(Stored data entries)
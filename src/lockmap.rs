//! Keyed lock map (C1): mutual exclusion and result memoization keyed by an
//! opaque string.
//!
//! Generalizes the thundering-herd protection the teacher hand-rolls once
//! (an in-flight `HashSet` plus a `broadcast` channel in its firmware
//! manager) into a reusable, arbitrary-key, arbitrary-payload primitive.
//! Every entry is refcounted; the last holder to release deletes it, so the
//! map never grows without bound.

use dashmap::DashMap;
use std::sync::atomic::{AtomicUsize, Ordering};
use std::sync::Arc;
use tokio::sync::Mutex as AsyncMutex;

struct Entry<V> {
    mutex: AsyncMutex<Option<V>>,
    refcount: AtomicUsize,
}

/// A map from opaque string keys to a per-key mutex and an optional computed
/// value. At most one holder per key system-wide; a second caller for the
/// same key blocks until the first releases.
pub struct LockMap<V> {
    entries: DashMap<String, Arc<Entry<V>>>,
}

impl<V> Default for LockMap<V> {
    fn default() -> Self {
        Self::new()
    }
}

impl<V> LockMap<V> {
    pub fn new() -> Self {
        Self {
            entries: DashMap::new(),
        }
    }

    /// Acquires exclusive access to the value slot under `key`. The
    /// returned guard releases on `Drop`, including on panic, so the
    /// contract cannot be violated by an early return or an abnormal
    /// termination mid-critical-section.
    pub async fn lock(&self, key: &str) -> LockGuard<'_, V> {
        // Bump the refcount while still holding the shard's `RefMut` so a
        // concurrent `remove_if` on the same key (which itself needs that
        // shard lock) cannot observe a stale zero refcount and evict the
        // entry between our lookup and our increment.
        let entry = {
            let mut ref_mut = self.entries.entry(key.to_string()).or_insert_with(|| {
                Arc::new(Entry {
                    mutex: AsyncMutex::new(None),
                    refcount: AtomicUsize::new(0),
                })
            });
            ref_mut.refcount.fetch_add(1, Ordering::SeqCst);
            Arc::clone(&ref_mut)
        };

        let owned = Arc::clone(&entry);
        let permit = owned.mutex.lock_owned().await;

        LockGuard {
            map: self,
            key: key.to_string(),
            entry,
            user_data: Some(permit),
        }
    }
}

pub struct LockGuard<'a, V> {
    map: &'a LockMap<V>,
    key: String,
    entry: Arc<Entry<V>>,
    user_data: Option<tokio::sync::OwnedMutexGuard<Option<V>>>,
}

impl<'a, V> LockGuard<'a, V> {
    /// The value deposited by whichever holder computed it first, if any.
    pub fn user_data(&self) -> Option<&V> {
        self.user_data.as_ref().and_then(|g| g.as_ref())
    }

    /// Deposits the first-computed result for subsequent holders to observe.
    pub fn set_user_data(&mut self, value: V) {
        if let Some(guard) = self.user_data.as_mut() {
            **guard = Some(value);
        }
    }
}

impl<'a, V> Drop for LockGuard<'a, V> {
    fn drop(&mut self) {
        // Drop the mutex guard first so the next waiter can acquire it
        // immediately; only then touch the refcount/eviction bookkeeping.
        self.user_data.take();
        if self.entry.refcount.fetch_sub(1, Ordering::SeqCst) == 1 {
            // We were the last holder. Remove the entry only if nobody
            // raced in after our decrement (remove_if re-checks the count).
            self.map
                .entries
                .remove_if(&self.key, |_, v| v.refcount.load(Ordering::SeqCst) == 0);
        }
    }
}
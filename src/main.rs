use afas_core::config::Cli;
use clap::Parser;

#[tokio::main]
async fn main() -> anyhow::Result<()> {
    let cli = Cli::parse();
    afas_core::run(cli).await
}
==
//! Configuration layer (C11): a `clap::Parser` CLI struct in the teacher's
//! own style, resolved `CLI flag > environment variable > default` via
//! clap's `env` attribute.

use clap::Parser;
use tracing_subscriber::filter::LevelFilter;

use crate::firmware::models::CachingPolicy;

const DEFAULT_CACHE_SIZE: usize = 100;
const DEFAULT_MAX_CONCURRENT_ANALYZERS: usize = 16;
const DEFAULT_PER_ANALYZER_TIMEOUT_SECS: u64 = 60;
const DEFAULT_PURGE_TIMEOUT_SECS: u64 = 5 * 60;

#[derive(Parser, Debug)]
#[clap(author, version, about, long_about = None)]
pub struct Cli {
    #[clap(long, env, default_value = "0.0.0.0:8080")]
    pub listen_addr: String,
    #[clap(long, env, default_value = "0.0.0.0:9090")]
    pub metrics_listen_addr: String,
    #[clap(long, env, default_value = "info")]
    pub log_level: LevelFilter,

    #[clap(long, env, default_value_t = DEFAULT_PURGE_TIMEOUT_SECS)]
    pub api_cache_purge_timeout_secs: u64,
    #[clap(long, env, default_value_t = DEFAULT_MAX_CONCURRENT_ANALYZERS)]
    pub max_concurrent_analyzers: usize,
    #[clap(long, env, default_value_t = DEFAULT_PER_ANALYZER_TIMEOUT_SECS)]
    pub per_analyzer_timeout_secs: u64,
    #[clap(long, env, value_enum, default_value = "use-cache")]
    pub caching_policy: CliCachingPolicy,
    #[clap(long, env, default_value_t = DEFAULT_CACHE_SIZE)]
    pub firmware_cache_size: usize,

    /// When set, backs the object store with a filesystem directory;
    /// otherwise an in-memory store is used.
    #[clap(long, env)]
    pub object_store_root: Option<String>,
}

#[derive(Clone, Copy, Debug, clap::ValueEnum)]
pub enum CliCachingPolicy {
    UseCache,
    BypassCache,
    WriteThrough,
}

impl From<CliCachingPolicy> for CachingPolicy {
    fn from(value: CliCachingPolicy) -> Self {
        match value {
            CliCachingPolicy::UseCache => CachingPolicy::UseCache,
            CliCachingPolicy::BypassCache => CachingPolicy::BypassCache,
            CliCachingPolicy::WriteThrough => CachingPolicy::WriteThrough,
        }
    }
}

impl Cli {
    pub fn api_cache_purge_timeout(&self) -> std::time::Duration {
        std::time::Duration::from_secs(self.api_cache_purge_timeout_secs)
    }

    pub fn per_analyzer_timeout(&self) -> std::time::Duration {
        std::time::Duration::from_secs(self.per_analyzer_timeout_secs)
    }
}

- [WHAT IS EXPECTED]: Each line holding the word "LockGuard" must be copied from the data.

- [FINAL ANSWER]:
    pub async fn lock(&self, key: &str) -> LockGuard<'_, V> {
        LockGuard {
pub struct LockGuard<'a, V> {
impl<'a, V> LockGuard<'a, V> {
impl<'a, V> Drop for LockGuard<'a, V> {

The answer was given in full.